About this exercise – In the entries below, how many lines contain the word "PaymentFailed"? State the number and nothing more.
### Listed entries ###
//! Payment provider webhook event types.
//!
//! Defines the structures for parsing Razorpay webhook payloads.
//! Only fields relevant to reconciliation are captured.

use serde::{Deserialize, Serialize};

use super::errors::WebhookError;

/// Payment provider webhook event (simplified).
///
/// Contains the essential fields needed for reconciliation. Additional
/// fields from the provider's full event schema are ignored.
#[derive(Debug, Clone, Deserialize, Serialize)]
pub struct ProviderEvent {
    /// Unique identifier for the event.
    #[serde(default)]
    pub id: String,

    /// Type of event (e.g., "payment.captured").
    pub event: String,

    /// Container for event-specific entities.
    #[serde(default)]
    pub payload: EventPayload,
}

/// Container for event-specific entities.
#[derive(Debug, Clone, Default, Deserialize, Serialize)]
pub struct EventPayload {
    /// Payment entity, present on payment.* and order.paid events.
    #[serde(skip_serializing_if = "Option::is_none")]
    pub payment: Option<PaymentEnvelope>,

    /// Order entity, present on order.* events.
    #[serde(skip_serializing_if = "Option::is_none")]
    pub order: Option<OrderEnvelope>,
}

/// Wrapper the provider places around each entity.
#[derive(Debug, Clone, Deserialize, Serialize)]
pub struct PaymentEnvelope {
    pub entity: PaymentEntity,
}

/// Payment details reported by the provider.
#[derive(Debug, Clone, Deserialize, Serialize)]
pub struct PaymentEntity {
    /// Provider-assigned payment id.
    pub id: String,

    /// Amount in minor currency units.
    pub amount: i64,

    /// Provider order this payment belongs to.
    #[serde(default)]
    pub order_id: Option<String>,

    /// Merchant-supplied metadata attached at order creation.
    #[serde(default)]
    pub notes: PaymentNotes,
}

/// Merchant metadata carried on a payment.
#[derive(Debug, Clone, Default, Deserialize, Serialize)]
pub struct PaymentNotes {
    /// Deployment scope tag; events for other deployments are ignored.
    #[serde(default)]
    pub website_id: Option<String>,
}

/// Wrapper around the order entity.
#[derive(Debug, Clone, Deserialize, Serialize)]
pub struct OrderEnvelope {
    pub entity: OrderEntity,
}

/// Order details reported by the provider.
#[derive(Debug, Clone, Deserialize, Serialize)]
pub struct OrderEntity {
    /// Provider-assigned order id.
    pub id: String,

    /// Amount in minor currency units.
    pub amount: i64,

    /// Merchant receipt reference.
    #[serde(default)]
    pub receipt: Option<String>,
}

/// Known provider event kinds.
///
/// A closed enum with an explicit default-ignore arm: any event type not
/// listed here is acknowledged and dropped without state change, and adding
/// a new handled kind is a visible code change rather than a stringly-typed
/// branch.
#[derive(Debug, Clone, PartialEq, Eq)]
pub enum ProviderEventKind {
    /// Payment captured; credits must be granted.
    PaymentCaptured,
    /// Payment authorized ahead of capture; treated as captured.
    PaymentAuthorized,
    /// Order fully paid; treated as captured.
    OrderPaid,
    /// Payment failed; order is closed without credit.
    PaymentFailed,
    /// Any event type this deployment does not handle.
    Unrecognized(String),
}

impl ProviderEventKind {
    /// Parse event kind from the provider's type string.
    pub fn parse(s: &str) -> Self {
        match s {
            "payment.captured" => Self::PaymentCaptured,
            "payment.authorized" => Self::PaymentAuthorized,
            "order.paid" => Self::OrderPaid,
            "payment.failed" => Self::PaymentFailed,
            other => Self::Unrecognized(other.to_string()),
        }
    }

    /// Returns true for kinds that settle the order as paid.
    pub fn settles_order(&self) -> bool {
        matches!(
            self,
            Self::PaymentCaptured | Self::PaymentAuthorized | Self::OrderPaid
        )
    }
}

impl ProviderEvent {
    /// Parses an event from the raw webhook body.
    ///
    /// # Errors
    ///
    /// - `ParseError` for malformed JSON
    /// - `MissingEventId` when the provider omits the event id, which
    ///   would defeat deduplication
    pub fn from_slice(raw: &[u8]) -> Result<Self, WebhookError> {
        let event: ProviderEvent =
            serde_json::from_slice(raw).map_err(|e| WebhookError::ParseError(e.to_string()))?;
        if event.id.is_empty() {
            return Err(WebhookError::MissingEventId);
        }
        Ok(event)
    }

    /// Parse the event type into a known enum variant.
    pub fn kind(&self) -> ProviderEventKind {
        ProviderEventKind::parse(&self.event)
    }

    /// Payment id reported by the event, if any.
    pub fn payment_id(&self) -> Option<&str> {
        self.payload.payment.as_ref().map(|p| p.entity.id.as_str())
    }

    /// Provider order id the event refers to.
    ///
    /// Payment entities carry their parent order id; order entities are
    /// the order. The payment entity wins when both are present.
    pub fn provider_order_id(&self) -> Option<&str> {
        self.payload
            .payment
            .as_ref()
            .and_then(|p| p.entity.order_id.as_deref())
            .or_else(|| self.payload.order.as_ref().map(|o| o.entity.id.as_str()))
    }

    /// Amount the event reports, in minor units.
    pub fn reported_amount(&self) -> Option<i64> {
        self.payload
            .payment
            .as_ref()
            .map(|p| p.entity.amount)
            .or_else(|| self.payload.order.as_ref().map(|o| o.entity.amount))
    }

    /// Deployment scope tag embedded in provider metadata.
    pub fn scope_tag(&self) -> Option<&str> {
        self.payload
            .payment
            .as_ref()
            .and_then(|p| p.entity.notes.website_id.as_deref())
    }
}

#[cfg(test)]
mod tests {
    use super::*;
    use serde_json::json;

    fn captured_body(event_id: &str, amount: i64) -> Vec<u8> {
        serde_json::to_vec(&json!({
            "id": event_id,
            "event": "payment.captured",
            "payload": {
                "payment": {
                    "entity": {
                        "id": "pay_1",
                        "amount": amount,
                        "order_id": "order_1",
                        "notes": { "website_id": "site_1" }
                    }
                }
            }
        }))
        .unwrap()
    }

    // ══════════════════════════════════════════════════════════════
    // Parsing Tests
    // ══════════════════════════════════════════════════════════════

    #[test]
    fn parses_captured_payment_event() {
        let event = ProviderEvent::from_slice(&captured_body("evt_1", 2000)).unwrap();

        assert_eq!(event.id, "evt_1");
        assert_eq!(event.kind(), ProviderEventKind::PaymentCaptured);
        assert_eq!(event.payment_id(), Some("pay_1"));
        assert_eq!(event.provider_order_id(), Some("order_1"));
        assert_eq!(event.reported_amount(), Some(2000));
        assert_eq!(event.scope_tag(), Some("site_1"));
    }

    #[test]
    fn rejects_malformed_json() {
        let result = ProviderEvent::from_slice(b"not json");
        assert!(matches!(result, Err(WebhookError::ParseError(_))));
    }

    #[test]
    fn rejects_missing_event_id() {
        let body = serde_json::to_vec(&json!({
            "event": "payment.captured",
            "payload": {}
        }))
        .unwrap();

        let result = ProviderEvent::from_slice(&body);
        assert!(matches!(result, Err(WebhookError::MissingEventId)));
    }

    #[test]
    fn order_paid_event_falls_back_to_order_entity() {
        let body = serde_json::to_vec(&json!({
            "id": "evt_2",
            "event": "order.paid",
            "payload": {
                "order": {
                    "entity": { "id": "order_2", "amount": 5000, "receipt": "rcpt_2" }
                }
            }
        }))
        .unwrap();

        let event = ProviderEvent::from_slice(&body).unwrap();
        assert_eq!(event.kind(), ProviderEventKind::OrderPaid);
        assert_eq!(event.provider_order_id(), Some("order_2"));
        assert_eq!(event.reported_amount(), Some(5000));
        assert_eq!(event.payment_id(), None);
        assert_eq!(event.scope_tag(), None);
    }

    #[test]
    fn payment_entity_wins_over_order_entity() {
        let body = serde_json::to_vec(&json!({
            "id": "evt_3",
            "event": "order.paid",
            "payload": {
                "payment": {
                    "entity": {
                        "id": "pay_3",
                        "amount": 1500,
                        "order_id": "order_3",
                        "notes": {}
                    }
                },
                "order": {
                    "entity": { "id": "order_3", "amount": 1500 }
                }
            }
        }))
        .unwrap();

        let event = ProviderEvent::from_slice(&body).unwrap();
        assert_eq!(event.payment_id(), Some("pay_3"));
        assert_eq!(event.provider_order_id(), Some("order_3"));
    }

    // ══════════════════════════════════════════════════════════════
    // Event Kind Tests
    // ══════════════════════════════════════════════════════════════

    #[test]
    fn known_kinds_parse_exactly() {
        assert_eq!(
            ProviderEventKind::parse("payment.captured"),
            ProviderEventKind::PaymentCaptured
        );
        assert_eq!(
            ProviderEventKind::parse("payment.authorized"),
            ProviderEventKind::PaymentAuthorized
        );
        assert_eq!(
            ProviderEventKind::parse("order.paid"),
            ProviderEventKind::OrderPaid
        );
        assert_eq!(
            ProviderEventKind::parse("payment.failed"),
            ProviderEventKind::PaymentFailed
        );
    }

    #[test]
    fn unknown_kinds_fall_into_default_ignore_arm() {
        let kind = ProviderEventKind::parse("refund.created");
        assert_eq!(
            kind,
            ProviderEventKind::Unrecognized("refund.created".to_string())
        );
        assert!(!kind.settles_order());
    }

    #[test]
    fn settling_kinds_are_the_capture_family() {
        assert!(ProviderEventKind::PaymentCaptured.settles_order());
        assert!(ProviderEventKind::PaymentAuthorized.settles_order());
        assert!(ProviderEventKind::OrderPaid.settles_order());
        assert!(!ProviderEventKind::PaymentFailed.settles_order());
    }
}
###
Reply to the task – 4